■ The task: Each entry listed below should be reproduced word for word.

■ Exercise material:
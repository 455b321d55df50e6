use std::collections::HashSet;
use std::marker::PhantomData;
use std::net::TcpStream;
use std::sync::Arc;
use std::sync::atomic::{AtomicU64, Ordering};

use parking_lot::Mutex;

use crate::error::{Error, Result};
use crate::opts::Opts;
use crate::protocol::connection::ConnectionProtocol;
use crate::protocol::database::DatabaseProtocol;
use crate::protocol::wire::{Inbound, Outbound};
use crate::share::{Sharing, Unsynchronized};
use crate::sync::conn::Connection;
use crate::sync::stream::Stream;

/// Open connections of one driver
#[derive(Debug, Default)]
pub(crate) struct Registry {
    next_id: AtomicU64,
    open: Mutex<HashSet<u64>>,
}

impl Registry {
    fn track(&self) -> u64 {
        let id = self.next_id.fetch_add(1, Ordering::Relaxed);
        self.open.lock().insert(id);
        id
    }

    pub(crate) fn untrack(&self, id: u64) {
        self.open.lock().remove(&id);
    }

    fn len(&self) -> usize {
        self.open.lock().len()
    }
}

/// Entry point opening connections of vendor protocol `P`
///
/// `S` picks how connection state is shared between the handles of one
/// connection: [`Unsynchronized`] for single-threaded use, or
/// [`Synchronized`](crate::share::Synchronized) to move handles across threads.
pub struct Driver<P, S = Unsynchronized> {
    registry: Arc<Registry>,
    _protocol: PhantomData<fn() -> (P, S)>,
}

impl<P: DatabaseProtocol + Default, S: Sharing> Default for Driver<P, S> {
    fn default() -> Self {
        Self::new()
    }
}

impl<P: DatabaseProtocol + Default, S: Sharing> Driver<P, S> {
    pub fn new() -> Self {
        Self {
            registry: Arc::default(),
            _protocol: PhantomData,
        }
    }

    /// Open a TCP connection and run the initial setup
    ///
    /// ```text
    /// informix://host[:port][/database][?property=value&...]
    /// ```
    pub fn connect<O: TryInto<Opts>>(&self, opts: O) -> Result<Connection<P, S>>
    where
        Error: From<O::Error>,
    {
        let opts: Opts = opts.try_into()?;
        let stream = TcpStream::connect((opts.host.as_str(), opts.port))?;
        stream.set_nodelay(opts.tcp_nodelay)?;
        self.connect_with_stream(Stream::tcp(stream), &opts)
    }

    /// Run the initial setup over an already connected socket
    pub fn connect_with_stream(&self, stream: Stream, opts: &Opts) -> Result<Connection<P, S>> {
        let (inbound, outbound) = stream.split()?;
        match self.setup(inbound, outbound, opts) {
            Ok(protocol) => Ok(self.track(protocol, Some(stream))),
            Err(e) => {
                // The setup error is the one worth reporting
                let _shutdown = stream.shutdown();
                Err(e)
            }
        }
    }

    /// Run the initial setup over arbitrary byte streams
    pub fn connect_with_io(&self, inbound: Inbound, outbound: Outbound, opts: &Opts) -> Result<Connection<P, S>> {
        let protocol = self.setup(inbound, outbound, opts)?;
        Ok(self.track(protocol, None))
    }

    /// Number of connections opened by this driver and not yet closed
    pub fn open_connections(&self) -> usize {
        self.registry.len()
    }

    fn setup(&self, inbound: Inbound, outbound: Outbound, opts: &Opts) -> Result<ConnectionProtocol<P, S>> {
        let mut protocol =
            ConnectionProtocol::new(P::default(), inbound, outbound, opts.parameter_evict_delta);
        protocol.perform_initial_setup(opts)?;
        tracing::debug!(host = %opts.host, port = opts.port, "connected");
        Ok(protocol)
    }

    fn track(&self, protocol: ConnectionProtocol<P, S>, stream: Option<Stream>) -> Connection<P, S> {
        let id = self.registry.track();
        Connection::new(S::share(protocol), stream, Arc::clone(&self.registry), id)
    }
}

■ Written reply:
repository 455b321d55df50e6
use std::collections::HashSet;
use std::marker::PhantomData;
use std::net::TcpStream;
use std::sync::Arc;
use std::sync::atomic::{AtomicU64, Ordering};

use parking_lot::Mutex;

use crate::error::{Error, Result};
use crate::opts::Opts;
use crate::protocol::connection::ConnectionProtocol;
use crate::protocol::database::DatabaseProtocol;
use crate::protocol::wire::{Inbound, Outbound};
use crate::share::{Sharing, Unsynchronized};
use crate::sync::conn::Connection;
use crate::sync::stream::Stream;

/// Open connections of one driver
#[derive(Debug, Default)]
pub(crate) struct Registry {
    next_id: AtomicU64,
    open: Mutex<HashSet<u64>>,
}

impl Registry {
    fn track(&self) -> u64 {
        let id = self.next_id.fetch_add(1, Ordering::Relaxed);
        self.open.lock().insert(id);
        id
    }

    pub(crate) fn untrack(&self, id: u64) {
        self.open.lock().remove(&id);
    }

    fn len(&self) -> usize {
        self.open.lock().len()
    }
}

/// Entry point opening connections of vendor protocol `P`
///
/// `S` picks how connection state is shared between the handles of one
/// connection: [`Unsynchronized`] for single-threaded use, or
/// [`Synchronized`](crate::share::Synchronized) to move handles across threads.
pub struct Driver<P, S = Unsynchronized> {
    registry: Arc<Registry>,
    _protocol: PhantomData<fn() -> (P, S)>,
}

impl<P: DatabaseProtocol + Default, S: Sharing> Default for Driver<P, S> {
    fn default() -> Self {
        Self::new()
    }
}

impl<P: DatabaseProtocol + Default, S: Sharing> Driver<P, S> {
    pub fn new() -> Self {
        Self {
            registry: Arc::default(),
            _protocol: PhantomData,
        }
    }

    /// Open a TCP connection and run the initial setup
    ///
    /// ```text
    /// informix://host[:port][/database][?property=value&...]
    /// ```
    pub fn connect<O: TryInto<Opts>>(&self, opts: O) -> Result<Connection<P, S>>
    where
        Error: From<O::Error>,
    {
        let opts: Opts = opts.try_into()?;
        let stream = TcpStream::connect((opts.host.as_str(), opts.port))?;
        stream.set_nodelay(opts.tcp_nodelay)?;
        self.connect_with_stream(Stream::tcp(stream), &opts)
    }

    /// Run the initial setup over an already connected socket
    pub fn connect_with_stream(&self, stream: Stream, opts: &Opts) -> Result<Connection<P, S>> {
        let (inbound, outbound) = stream.split()?;
        match self.setup(inbound, outbound, opts) {
            Ok(protocol) => Ok(self.track(protocol, Some(stream))),
            Err(e) => {
                // The setup error is the one worth reporting
                let _shutdown = stream.shutdown();
                Err(e)
            }
        }
    }

    /// Run the initial setup over arbitrary byte streams
    pub fn connect_with_io(&self, inbound: Inbound, outbound: Outbound, opts: &Opts) -> Result<Connection<P, S>> {
        let protocol = self.setup(inbound, outbound, opts)?;
        Ok(self.track(protocol, None))
    }

    /// Number of connections opened by this driver and not yet closed
    pub fn open_connections(&self) -> usize {
        self.registry.len()
    }

    fn setup(&self, inbound: Inbound, outbound: Outbound, opts: &Opts) -> Result<ConnectionProtocol<P, S>> {
        let mut protocol =
            ConnectionProtocol::new(P::default(), inbound, outbound, opts.parameter_evict_delta);
        protocol.perform_initial_setup(opts)?;
        tracing::debug!(host = %opts.host, port = opts.port, "connected");
        Ok(protocol)
    }

    fn track(&self, protocol: ConnectionProtocol<P, S>, stream: Option<Stream>) -> Connection<P, S> {
        let id = self.registry.track();
        Connection::new(S::share(protocol), stream, Arc::clone(&self.registry), id)
    }
}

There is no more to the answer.